Action item
If a line below contains "axum", count it; then state how many such lines there are, and nothing else.

Source material
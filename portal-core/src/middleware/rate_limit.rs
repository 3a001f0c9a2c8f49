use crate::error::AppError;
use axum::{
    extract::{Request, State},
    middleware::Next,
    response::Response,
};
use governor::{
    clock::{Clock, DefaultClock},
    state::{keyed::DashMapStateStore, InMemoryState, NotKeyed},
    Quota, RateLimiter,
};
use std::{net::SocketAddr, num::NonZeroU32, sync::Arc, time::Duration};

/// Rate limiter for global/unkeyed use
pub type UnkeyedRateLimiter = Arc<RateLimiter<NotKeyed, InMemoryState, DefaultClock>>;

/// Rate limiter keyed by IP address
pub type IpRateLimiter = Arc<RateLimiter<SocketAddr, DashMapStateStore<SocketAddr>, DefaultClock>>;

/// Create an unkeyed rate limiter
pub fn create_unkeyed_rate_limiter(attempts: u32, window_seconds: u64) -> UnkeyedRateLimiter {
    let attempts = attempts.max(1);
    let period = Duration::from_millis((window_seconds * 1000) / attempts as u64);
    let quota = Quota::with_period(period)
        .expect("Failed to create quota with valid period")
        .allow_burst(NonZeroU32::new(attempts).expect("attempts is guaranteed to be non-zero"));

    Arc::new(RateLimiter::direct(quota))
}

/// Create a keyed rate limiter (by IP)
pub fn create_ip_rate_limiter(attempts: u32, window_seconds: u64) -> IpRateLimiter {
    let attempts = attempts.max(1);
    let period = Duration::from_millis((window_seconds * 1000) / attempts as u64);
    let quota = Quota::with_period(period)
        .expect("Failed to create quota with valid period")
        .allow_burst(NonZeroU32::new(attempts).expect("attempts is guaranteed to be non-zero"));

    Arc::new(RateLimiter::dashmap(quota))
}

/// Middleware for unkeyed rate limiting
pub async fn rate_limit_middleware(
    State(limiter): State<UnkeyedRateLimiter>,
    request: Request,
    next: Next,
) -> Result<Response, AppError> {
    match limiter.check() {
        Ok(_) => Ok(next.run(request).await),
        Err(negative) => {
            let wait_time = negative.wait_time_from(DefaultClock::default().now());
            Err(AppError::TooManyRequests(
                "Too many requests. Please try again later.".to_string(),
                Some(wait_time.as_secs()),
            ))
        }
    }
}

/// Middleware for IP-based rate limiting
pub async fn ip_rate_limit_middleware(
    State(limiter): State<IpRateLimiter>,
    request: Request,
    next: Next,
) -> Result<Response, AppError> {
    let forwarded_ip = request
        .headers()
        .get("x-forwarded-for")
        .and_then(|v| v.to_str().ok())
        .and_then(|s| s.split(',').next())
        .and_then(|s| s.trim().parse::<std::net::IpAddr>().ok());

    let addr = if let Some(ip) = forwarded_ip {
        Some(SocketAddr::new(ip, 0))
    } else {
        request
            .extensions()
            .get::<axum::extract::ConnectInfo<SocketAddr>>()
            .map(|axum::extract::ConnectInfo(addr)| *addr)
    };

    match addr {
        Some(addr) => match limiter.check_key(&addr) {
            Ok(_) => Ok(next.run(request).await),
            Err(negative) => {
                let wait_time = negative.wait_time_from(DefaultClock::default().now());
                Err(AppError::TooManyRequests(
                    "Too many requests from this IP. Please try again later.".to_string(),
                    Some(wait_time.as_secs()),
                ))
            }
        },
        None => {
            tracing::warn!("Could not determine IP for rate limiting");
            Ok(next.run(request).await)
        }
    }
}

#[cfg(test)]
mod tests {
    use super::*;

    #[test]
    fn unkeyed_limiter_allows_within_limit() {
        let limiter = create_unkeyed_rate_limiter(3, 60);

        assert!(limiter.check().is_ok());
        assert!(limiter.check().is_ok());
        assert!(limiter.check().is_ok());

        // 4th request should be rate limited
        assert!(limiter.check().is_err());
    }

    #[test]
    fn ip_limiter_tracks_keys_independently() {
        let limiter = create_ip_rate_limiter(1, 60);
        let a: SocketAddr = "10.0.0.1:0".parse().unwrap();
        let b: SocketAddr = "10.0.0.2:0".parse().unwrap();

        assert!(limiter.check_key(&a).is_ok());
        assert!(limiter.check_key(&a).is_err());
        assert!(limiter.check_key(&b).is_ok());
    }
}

Your solution
3